Data for this task:
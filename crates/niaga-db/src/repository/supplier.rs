//! # Supplier Repository
//!
//! Suppliers and their payable (hutang) balance, moved only by the
//! pembelian pipeline.

use chrono::Utc;
use niaga_core::validation::{validate_kode, validate_nama, validate_optional_text};
use niaga_core::{Money, Supplier};
use serde::Deserialize;
use sqlx::{SqliteConnection, SqlitePool};
use tracing::{debug, info};

use super::{generate_id, ListFilter};
use crate::error::{DbError, DbResult};

const COLUMNS: &str = "id, kode, nama, alamat, telepon, hutang, is_active, created_at, updated_at";

/// Input for creating or updating a supplier.
#[derive(Debug, Clone, Deserialize)]
pub struct NewSupplier {
    pub kode: String,
    pub nama: String,
    #[serde(default)]
    pub alamat: Option<String>,
    #[serde(default)]
    pub telepon: Option<String>,
}

impl NewSupplier {
    fn validate(&self) -> DbResult<()> {
        validate_kode(&self.kode)?;
        validate_nama(&self.nama)?;
        validate_optional_text("alamat", self.alamat.as_deref(), 300)?;
        validate_optional_text("telepon", self.telepon.as_deref(), 30)?;
        Ok(())
    }
}

#[derive(Debug, Clone)]
pub struct SupplierRepository {
    pool: SqlitePool,
}

impl SupplierRepository {
    pub fn new(pool: SqlitePool) -> Self {
        SupplierRepository { pool }
    }

    pub async fn list(&self, filter: &ListFilter) -> DbResult<Vec<Supplier>> {
        let sql = format!(
            r#"
            SELECT {COLUMNS}
            FROM supplier
            WHERE (kode LIKE ?1 ESCAPE '\' OR nama LIKE ?1 ESCAPE '\')
              AND is_active = ?2
            ORDER BY nama
            LIMIT ?3 OFFSET ?4
            "#
        );

        let rows = sqlx::query_as::<_, Supplier>(&sql)
            .bind(filter.pattern()?)
            .bind(filter.is_active())
            .bind(filter.limit())
            .bind(filter.offset())
            .fetch_all(&self.pool)
            .await?;
        Ok(rows)
    }

    pub async fn get_by_id(&self, id: &str) -> DbResult<Option<Supplier>> {
        let mut conn = self.pool.acquire().await?;
        fetch(&mut conn, id).await
    }

    pub async fn create(&self, input: &NewSupplier) -> DbResult<Supplier> {
        input.validate()?;

        let id = generate_id();
        sqlx::query(
            r#"
            INSERT INTO supplier (id, kode, nama, alamat, telepon, hutang, is_active, created_at, updated_at)
            VALUES (?1, ?2, ?3, ?4, ?5, 0, 1, ?6, ?6)
            "#,
        )
        .bind(&id)
        .bind(input.kode.trim())
        .bind(input.nama.trim())
        .bind(&input.alamat)
        .bind(&input.telepon)
        .bind(Utc::now())
        .execute(&self.pool)
        .await
        .map_err(|e| match DbError::from(e) {
            DbError::UniqueViolation { field, .. } => DbError::duplicate(field, input.kode.trim()),
            other => other,
        })?;

        info!(id = %id, kode = %input.kode, "Supplier created");
        self.get_by_id(&id)
            .await?
            .ok_or_else(|| DbError::not_found("Supplier", &id))
    }

    pub async fn update(&self, id: &str, input: &NewSupplier) -> DbResult<Supplier> {
        input.validate()?;

        let result = sqlx::query(
            r#"
            UPDATE supplier SET kode = ?2, nama = ?3, alamat = ?4, telepon = ?5, updated_at = ?6
            WHERE id = ?1
            "#,
        )
        .bind(id)
        .bind(input.kode.trim())
        .bind(input.nama.trim())
        .bind(&input.alamat)
        .bind(&input.telepon)
        .bind(Utc::now())
        .execute(&self.pool)
        .await
        .map_err(|e| match DbError::from(e) {
            DbError::UniqueViolation { field, .. } => DbError::duplicate(field, input.kode.trim()),
            other => other,
        })?;

        if result.rows_affected() == 0 {
            return Err(DbError::not_found("Supplier", id));
        }

        self.get_by_id(id)
            .await?
            .ok_or_else(|| DbError::not_found("Supplier", id))
    }

    pub async fn deactivate(&self, id: &str) -> DbResult<()> {
        let result =
            sqlx::query("UPDATE supplier SET is_active = 0, updated_at = ?2 WHERE id = ?1")
                .bind(id)
                .bind(Utc::now())
                .execute(&self.pool)
                .await?;

        if result.rows_affected() == 0 {
            return Err(DbError::not_found("Supplier", id));
        }
        Ok(())
    }
}

pub(crate) async fn fetch(conn: &mut SqliteConnection, id: &str) -> DbResult<Option<Supplier>> {
    let sql = format!("SELECT {COLUMNS} FROM supplier WHERE id = ?1");
    let row = sqlx::query_as::<_, Supplier>(&sql)
        .bind(id)
        .fetch_optional(&mut *conn)
        .await?;
    Ok(row)
}

/// Moves the supplier's hutang by `delta`.
pub(crate) async fn apply_hutang_delta(
    conn: &mut SqliteConnection,
    id: &str,
    delta: Money,
) -> DbResult<()> {
    if delta.is_zero() {
        return Ok(());
    }

    let result = sqlx::query(
        "UPDATE supplier SET hutang = MAX(hutang + ?2, 0), updated_at = ?3 WHERE id = ?1",
    )
    .bind(id)
    .bind(delta)
    .bind(Utc::now())
    .execute(&mut *conn)
    .await?;

    if result.rows_affected() == 0 {
        return Err(DbError::not_found("Supplier", id));
    }

    debug!(id = %id, delta = %delta, "Hutang updated");
    Ok(())
}

#[cfg(test)]
mod tests {
    use super::*;
    use crate::repository::test_support::setup;

    #[tokio::test]
    async fn test_supplier_crud_and_hutang() {
        let (db, _) = setup().await;
        let s = db
            .suppliers()
            .create(&NewSupplier {
                kode: "S-01".to_string(),
                nama: "CV Sumber Rejeki".to_string(),
                alamat: None,
                telepon: Some("0812".to_string()),
            })
            .await
            .unwrap();
        assert_eq!(s.hutang, Money::zero());

        let mut conn = db.pool().acquire().await.unwrap();
        apply_hutang_delta(&mut conn, &s.id, Money::from_rupiah(300_000))
            .await
            .unwrap();
        let s = fetch(&mut conn, &s.id).await.unwrap().unwrap();
        assert_eq!(s.hutang.rupiah(), 300_000);
        drop(conn);

        let found = db.suppliers().list(&ListFilter::search("rejeki")).await.unwrap();
        assert_eq!(found.len(), 1);
    }
}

What to produce:
Among the lines of these entries, find those that contain "format". Give their number and nothing else.

Completed task:
2